Como Jack Ma e o Alibaba perderam US$ 850 bi em confronto com governo chinês

Fim das investigações contra o Ant Group sinaliza uma trégua depois de três anos de repressão contra a empresa tech mais proeminente do país, que perdeu negócios e riqueza

Jack Ma, co-fundador do Alibaba e do Ant Group, na conferência Viva Technology (Foto: Marlene Awaad/Bloomberg)
Por Lulu Yilun - Jane Zhang
09 de Julho, 2023 | 04:31 PM

Bloomberg — À medida que o conflito de Jack Ma com o governo chinês chega ao fim depois de quase três anos, fica claro o quanto o conflito custou para suas empresas, o Ant Group e o Alibaba Group Holding.

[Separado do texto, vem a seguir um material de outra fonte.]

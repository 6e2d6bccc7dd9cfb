use super::condition::{Condition, ConditionLogic, Conditional};
use super::localized::LocalizedString;
use serde::{Deserialize, Serialize};
use std::fmt;

/// Input widget tag of a field.
///
/// The core never looks at it while evaluating conditions. Alias mapping uses
/// it to leave document uploads alone.
#[derive(Debug, Clone, PartialEq, Eq, Hash, Serialize, Deserialize)]
#[serde(from = "String", into = "String")]
pub enum FieldType {
    Text,
    Email,
    Phone,
    Number,
    Date,
    Select,
    Checkbox,
    Textarea,
    File,
    Country,
    Gender,
    Address,
    Image,
    ProfileDocument,
    Other(String),
}

impl FieldType {
    pub fn as_str(&self) -> &str {
        match self {
            Self::Text => "text",
            Self::Email => "email",
            Self::Phone => "tel",
            Self::Number => "number",
            Self::Date => "date",
            Self::Select => "select",
            Self::Checkbox => "checkbox",
            Self::Textarea => "textarea",
            Self::File => "file",
            Self::Country => "country",
            Self::Gender => "gender",
            Self::Address => "address",
            Self::Image => "image",
            Self::ProfileDocument => "profile_document",
            Self::Other(tag) => tag,
        }
    }

    /// Upload slots, which a scalar extracted from a document cannot fill.
    pub fn holds_document(&self) -> bool {
        matches!(self, Self::File | Self::Image | Self::ProfileDocument)
    }
}

impl From<&str> for FieldType {
    fn from(tag: &str) -> Self {
        match tag {
            "text" => Self::Text,
            "email" => Self::Email,
            "tel" | "phone" => Self::Phone,
            "number" => Self::Number,
            "date" => Self::Date,
            "select" => Self::Select,
            "checkbox" => Self::Checkbox,
            "textarea" => Self::Textarea,
            "file" => Self::File,
            "country" => Self::Country,
            "gender" => Self::Gender,
            "address" => Self::Address,
            "image" => Self::Image,
            "profile_document" => Self::ProfileDocument,
            other => Self::Other(other.to_string()),
        }
    }
}

impl From<String> for FieldType {
    fn from(tag: String) -> Self {
        Self::from(tag.as_str())
    }
}

impl From<FieldType> for String {
    fn from(field_type: FieldType) -> Self {
        match field_type {
            FieldType::Other(tag) => tag,
            known => known.as_str().to_string(),
        }
    }
}

impl fmt::Display for FieldType {
    fn fmt(&self, f: &mut fmt::Formatter<'_>) -> fmt::Result {
        f.write_str(self.as_str())
    }
}

/// Option of a select field.
#[derive(Debug, Clone, PartialEq, Serialize, Deserialize)]
pub struct SelectOption {
    pub value: String,
    pub label: LocalizedString,
}

/// Client-side validation hints, carried through untouched.
#[derive(Debug, Clone, Default, PartialEq, Serialize, Deserialize)]
pub struct FieldValidation {
    #[serde(default, skip_serializing_if = "Option::is_none")]
    pub min: Option<f64>,
    #[serde(default, skip_serializing_if = "Option::is_none")]
    pub max: Option<f64>,
    #[serde(default, skip_serializing_if = "Option::is_none")]
    pub pattern: Option<String>,
    #[serde(default, skip_serializing_if = "Option::is_none")]
    pub message: Option<LocalizedString>,
}

/// A single input of a section, addressed as `section_key.key`.
#[derive(Debug, Clone, PartialEq, Serialize, Deserialize)]
#[serde(rename_all = "camelCase")]
pub struct FieldDefinition {
    pub key: String,
    #[serde(rename = "type")]
    pub field_type: FieldType,
    #[serde(default)]
    pub title: LocalizedString,
    #[serde(default, skip_serializing_if = "Option::is_none")]
    pub description: Option<LocalizedString>,
    #[serde(default, skip_serializing_if = "Option::is_none")]
    pub placeholder: Option<LocalizedString>,
    #[serde(default)]
    pub required: bool,
    #[serde(default, skip_serializing_if = "Vec::is_empty")]
    pub options: Vec<SelectOption>,
    #[serde(default, skip_serializing_if = "Option::is_none")]
    pub validation: Option<FieldValidation>,
    #[serde(default, skip_serializing_if = "Option::is_none")]
    pub condition: Option<Condition>,
    #[serde(default, skip_serializing_if = "Vec::is_empty")]
    pub conditions: Vec<Condition>,
    #[serde(default)]
    pub condition_logic: ConditionLogic,
}

impl FieldDefinition {
    #[must_use]
    pub fn new(key: impl Into<String>, field_type: FieldType) -> Self {
        Self {
            key: key.into(),
            field_type,
            title: LocalizedString::default(),
            description: None,
            placeholder: None,
            required: false,
            options: Vec::new(),
            validation: None,
            condition: None,
            conditions: Vec::new(),
            condition_logic: ConditionLogic::And,
        }
    }

    pub fn with_title(mut self, locale: impl Into<String>, text: impl Into<String>) -> Self {
        self.title.insert(locale, text);
        self
    }

    pub fn with_condition(mut self, condition: Condition) -> Self {
        self.condition = Some(condition);
        self
    }

    pub fn with_conditions(mut self, conditions: Vec<Condition>, logic: ConditionLogic) -> Self {
        self.conditions = conditions;
        self.condition_logic = logic;
        self
    }

    pub fn with_option(mut self, value: impl Into<String>, label: LocalizedString) -> Self {
        self.options.push(SelectOption {
            value: value.into(),
            label,
        });
        self
    }

    pub fn required(mut self) -> Self {
        self.required = true;
        self
    }

    pub fn has_rules(&self) -> bool {
        self.condition.is_some() || !self.conditions.is_empty()
    }
}

impl Conditional for FieldDefinition {
    fn condition(&self) -> Option<&Condition> {
        self.condition.as_ref()
    }

    fn conditions(&self) -> &[Condition] {
        &self.conditions
    }

    fn condition_logic(&self) -> ConditionLogic {
        self.condition_logic
    }
}
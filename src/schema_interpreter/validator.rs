use crate::constants::PATH_SEPARATOR;
use crate::path_resolver::join_path;
use crate::schema::types::{Condition, SchemaError};
use crate::schema_interpreter::types::JsonFormSchema;
use log::warn;
use std::collections::HashSet;

pub struct SchemaValidator;

impl SchemaValidator {
    /// Validates a stored form schema document.
    ///
    /// # Errors
    /// Returns a `SchemaError` if:
    /// - A section or field id is empty or contains `.`
    /// - Two sections share an id, or two fields of a section share an id
    /// - A condition has an empty `fieldPath`
    /// - `strict_paths` is set and a condition points at no field of the schema
    pub fn validate(
        schema: &JsonFormSchema,
        strict_paths: bool,
    ) -> crate::schema_interpreter::Result<()> {
        let mut section_ids = HashSet::new();
        let mut known_paths = HashSet::new();

        for section in &schema.sections {
            Self::validate_id(&section.id).map_err(|reason| {
                SchemaError::invalid_section(format!("'{}' {reason}", section.id))
            })?;
            if !section_ids.insert(section.id.as_str()) {
                return Err(SchemaError::DuplicateSection(section.id.clone()));
            }

            let mut field_ids = HashSet::new();
            for field in &section.fields {
                Self::validate_id(&field.id).map_err(|reason| {
                    SchemaError::invalid_field(format!("'{}.{}' {reason}", section.id, field.id))
                })?;
                if !field_ids.insert(field.id.as_str()) {
                    return Err(SchemaError::DuplicateField {
                        section: section.id.clone(),
                        field: field.id.clone(),
                    });
                }
                known_paths.insert(join_path(&section.id, &field.id));
            }
        }

        for section in &schema.sections {
            let owner = format!("section '{}'", section.id);
            for condition in section.all_conditions() {
                Self::validate_condition(&owner, condition, &known_paths, strict_paths)?;
            }
            for field in &section.fields {
                let owner = format!("field '{}'", join_path(&section.id, &field.id));
                for condition in field.all_conditions() {
                    Self::validate_condition(&owner, condition, &known_paths, strict_paths)?;
                }
            }
        }

        Ok(())
    }

    fn validate_id(id: &str) -> Result<(), &'static str> {
        if id.trim().is_empty() {
            return Err("has an empty id");
        }
        if id.contains(PATH_SEPARATOR) {
            return Err("contains the path separator '.'");
        }
        Ok(())
    }

    fn validate_condition(
        owner: &str,
        condition: &Condition,
        known_paths: &HashSet<String>,
        strict_paths: bool,
    ) -> crate::schema_interpreter::Result<()> {
        if condition.field_path.trim().is_empty() {
            return Err(SchemaError::invalid_condition(owner, "fieldPath cannot be empty"));
        }

        if !condition.operator.is_known() {
            warn!(
                "Condition on {} uses unknown operator '{}'; it will always pass",
                owner, condition.operator
            );
        } else if condition.operator.requires_value() && condition.value.is_none() {
            warn!(
                "Condition on {} uses '{}' without a value",
                owner, condition.operator
            );
        }

        if !Self::references_known_field(&condition.field_path, known_paths) {
            if strict_paths {
                return Err(SchemaError::invalid_condition(
                    owner,
                    format!("fieldPath '{}' matches no field", condition.field_path),
                ));
            }
            warn!(
                "Condition on {} references '{}', which is not a field of this schema",
                owner, condition.field_path
            );
        }

        Ok(())
    }

    /// A path is known if it is a field path or points inside one
    /// (`address.home.city` under the `address.home` field).
    fn references_known_field(path: &str, known_paths: &HashSet<String>) -> bool {
        known_paths.contains(path)
            || path
                .match_indices(PATH_SEPARATOR)
                .any(|(index, _)| known_paths.contains(&path[..index]))
    }
}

As autoridades chinesas disseram na sexta-feira (7) que encerrariam uma investigação sobre o Ant Group, com a empresa de tecnologia financeira pagando uma multa de quase US$ 1 bilhão. A investigação começou depois que Ma criticou a regulamentação do setor financeiro de Pequim em 2020, o que forçou a fintech a desistir em cima da hora do que teria sido a maior oferta pública inicial (IPO) da história.

Os custos vão muito além da última multa. A repressão contribuiu para a erosão da confiança no setor privado na China, e hoje o país enfrenta uma fraqueza crescente em todas as áreas, desde os gastos do consumidor até o mercado imobiliário, as exportações e os investimentos em infraestrutura.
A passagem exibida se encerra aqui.